Perm b

We used a modified ELISA-based protocol for detection of CD107a as a surrogate marker of NK cell–mediated cytolysis^{[40 (link)]}. This assay has previously been shown to be associated with FcγRIIIa binding capacity of antigen-specific antibodies^{[41 , 42 (link)]}. A 96-well plate was coated overnight at 4°C with 150ng of recombinant protein per well,. 2% BSA blocked plates were used as antigen controls. The next day the plates were washed 6 times with PBS, 50μl of plasma (diluted 1:100) was added to each well, and incubated at 37°C for 2 hours. HIV negative plasma samples or media alone were used as negative controls, while HIVIG (pooled HIV Immunoglobulin G, NIH AIDS Reagents Program) was used as a positive control. The plates were washed and 5 × 10⁴ NK cells enriched via negative selection from healthy blood donors (RosetteSep, Stemcell Technologies,) were added to each well in the presence of Brefeldin A (Biolegend), Golgi stop, and anti-CD107a-PE-Cy5 (BD Biosciences).

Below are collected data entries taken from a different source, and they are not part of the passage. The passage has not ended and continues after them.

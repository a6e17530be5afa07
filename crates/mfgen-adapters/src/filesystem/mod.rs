//! Filesystem adapters.

pub mod local;
pub mod memory;

pub use local::LocalFilesystem;
pub use memory::MemoryFilesystem;
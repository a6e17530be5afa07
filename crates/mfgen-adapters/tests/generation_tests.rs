//! End-to-end generation tests over the in-memory filesystem.
//!
//! These exercise the full pipeline: validated configuration, plan, resolver
//! contexts, catalog rendering and filesystem writes.

use std::path::{Path, PathBuf};

use mfgen_adapters::{MemoryFilesystem, SimpleRenderer};
use mfgen_core::{
    application::{ApplicationError, GenerateService, ports::Filesystem},
    domain::{ConfigModel, RawConfig, RawMicrofrontend},
    error::GenError,
};

fn shop_config() -> ConfigModel {
    ConfigModel::from_raw(RawConfig {
        app_name: "shop".into(),
        host_port: 3000,
        microfrontends: vec![
            RawMicrofrontend {
                name: "cart".into(),
                port: 3001,
            },
            RawMicrofrontend {
                name: "catalog".into(),
                port: 3002,
            },
        ],
    })
    .unwrap()
}

fn service(fs: &MemoryFilesystem) -> GenerateService {
    GenerateService::new(Box::new(SimpleRenderer::new()), Box::new(fs.clone()))
}

#[test]
fn generation_writes_exactly_the_returned_paths() {
    let fs = MemoryFilesystem::new();
    let written = service(&fs).generate(&shop_config(), "out").unwrap();

    let mut expected = written.clone();
    expected.sort();
    assert_eq!(fs.list_files(), expected);
    assert!(!written.is_empty());
}

#[test]
fn generated_tree_covers_host_and_every_microfrontend() {
    let fs = MemoryFilesystem::new();
    service(&fs).generate(&shop_config(), "out").unwrap();

    for path in [
        "out/shop/package.json",
        "out/shop/webpack.config.js",
        "out/shop/tsconfig.json",
        "out/shop/public/index.html",
        "out/shop/src/index.tsx",
        "out/shop/src/declarations.d.ts",
        "out/shop/src/styles/main.scss",
        "out/shop/cart/package.json",
        "out/shop/cart/webpack.config.js",
        "out/shop/cart/tsconfig.json",
        "out/shop/cart/public/index.html",
        "out/shop/cart/src/App.tsx",
        "out/shop/cart/src/bootstrap.tsx",
        "out/shop/cart/src/index.tsx",
        "out/shop/cart/src/styles/main.scss",
        "out/shop/catalog/webpack.config.js",
    ] {
        assert!(
            fs.read_file(Path::new(path)).is_some(),
            "missing generated file: {path}"
        );
    }
}

#[test]
fn host_remote_entries_match_microfrontend_dev_server_ports() {
    let fs = MemoryFilesystem::new();
    service(&fs).generate(&shop_config(), "out").unwrap();

    let host = fs
        .read_file(Path::new("out/shop/webpack.config.js"))
        .unwrap();
    assert!(host.contains("'cart': 'cart@http://localhost:3001/remoteEntry.js',"));
    assert!(host.contains("'catalog': 'catalog@http://localhost:3002/remoteEntry.js',"));
    assert!(host.contains("port: 3000"));

    let cart = fs
        .read_file(Path::new("out/shop/cart/webpack.config.js"))
        .unwrap();
    assert!(cart.contains("port: 3001"));
    assert!(cart.contains("name: 'cart'"));
    assert!(cart.contains("filename: 'remoteEntry.js'"));
    assert!(cart.contains("'./App': './src/App'"));

    let catalog_cfg = fs
        .read_file(Path::new("out/shop/catalog/webpack.config.js"))
        .unwrap();
    assert!(catalog_cfg.contains("port: 3002"));
}

#[test]
fn host_entry_imports_and_mounts_every_remote() {
    let fs = MemoryFilesystem::new();
    service(&fs).generate(&shop_config(), "out").unwrap();

    let entry = fs.read_file(Path::new("out/shop/src/index.tsx")).unwrap();
    assert!(entry.contains("const Cart = lazy(() => import('cart/App'));"));
    assert!(entry.contains("const Catalog = lazy(() => import('catalog/App'));"));
    assert!(entry.contains("<Cart />"));
    assert!(entry.contains("<Catalog />"));

    let declarations = fs
        .read_file(Path::new("out/shop/src/declarations.d.ts"))
        .unwrap();
    assert!(declarations.contains("declare module 'cart/App';"));
    assert!(declarations.contains("declare module 'catalog/App';"));
}

#[test]
fn host_manifest_is_valid_json_with_start_all() {
    let fs = MemoryFilesystem::new();
    service(&fs).generate(&shop_config(), "out").unwrap();

    let manifest = fs.read_file(Path::new("out/shop/package.json")).unwrap();
    let json: serde_json::Value = serde_json::from_str(&manifest).unwrap();
    assert_eq!(json["name"], "shop");

    let start_all = json["scripts"]["start:all"].as_str().unwrap();
    assert!(start_all.contains("\"npm start --prefix cart\""));
    assert!(start_all.contains("\"npm start --prefix catalog\""));
}

#[test]
fn microfrontend_manifest_names_the_unit() {
    let fs = MemoryFilesystem::new();
    service(&fs).generate(&shop_config(), "out").unwrap();

    let manifest = fs
        .read_file(Path::new("out/shop/cart/package.json"))
        .unwrap();
    let json: serde_json::Value = serde_json::from_str(&manifest).unwrap();
    assert_eq!(json["name"], "cart");
}

#[test]
fn no_unresolved_placeholders_survive_generation() {
    let fs = MemoryFilesystem::new();
    service(&fs).generate(&shop_config(), "out").unwrap();

    for path in fs.list_files() {
        let content = fs.read_file(&path).unwrap();
        assert!(
            !content.contains("{{"),
            "unresolved placeholder in {}",
            path.display()
        );
    }
}

#[test]
fn identical_configurations_generate_byte_identical_trees() {
    let fs_a = MemoryFilesystem::new();
    let fs_b = MemoryFilesystem::new();
    service(&fs_a).generate(&shop_config(), "out").unwrap();
    service(&fs_b).generate(&shop_config(), "out").unwrap();

    assert_eq!(fs_a.list_files(), fs_b.list_files());
    for path in fs_a.list_files() {
        assert_eq!(fs_a.read_file(&path), fs_b.read_file(&path));
    }
}

#[test]
fn host_only_configuration_generates_without_remotes() {
    let config = ConfigModel::from_raw(RawConfig {
        app_name: "solo".into(),
        host_port: 4000,
        microfrontends: vec![],
    })
    .unwrap();

    let fs = MemoryFilesystem::new();
    service(&fs).generate(&config, "out").unwrap();

    let host = fs
        .read_file(Path::new("out/solo/webpack.config.js"))
        .unwrap();
    assert!(host.contains("port: 4000"));
    assert!(!host.contains("remoteEntry.js"));
}

#[test]
fn populated_target_directory_is_rejected_before_any_write() {
    let fs = MemoryFilesystem::new();
    fs.create_dir_all(Path::new("out/shop")).unwrap();
    fs.write_file(Path::new("out/shop/keep.txt"), "precious")
        .unwrap();

    let err = service(&fs).generate(&shop_config(), "out").unwrap_err();
    assert!(matches!(
        err,
        GenError::Application(ApplicationError::ProjectExists { .. })
    ));
    // Only the pre-existing file remains.
    assert_eq!(fs.list_files(), vec![PathBuf::from("out/shop/keep.txt")]);
}

#[test]
fn empty_target_directory_is_accepted() {
    let fs = MemoryFilesystem::new();
    fs.create_dir_all(Path::new("out/shop")).unwrap();

    assert!(service(&fs).generate(&shop_config(), "out").is_ok());
}

#[test]
fn write_failure_names_the_failing_path_and_leaves_partial_tree() {
    let fs = MemoryFilesystem::new();
    fs.fail_writes_to("out/shop/cart/package.json");

    let err = service(&fs).generate(&shop_config(), "out").unwrap_err();
    assert!(err.to_string().contains("cart/package.json"));

    // Host files written before the failure stay in place.
    assert!(fs.read_file(Path::new("out/shop/package.json")).is_some());
    // Nothing past the failing target was written.
    assert!(
        fs.read_file(Path::new("out/shop/catalog/package.json"))
            .is_none()
    );
}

The plate was incubated for 5 hours at 37°C and 5% CO₂. Following incubation, cells were stained with anti-CD3-AF700, anti-CD56-PE-Cy7, anti-CD16-APC (BD), fixed with Perm A, permeabilized using Perm B (Invitrogen), and stained with anti-IFNγ-APC and anti-MIP1β-PE (BD). The cells were then fixed with 2% paraformaldehyde and analyzed by flow cytometry (gating strategy shown in Supp Figure 2).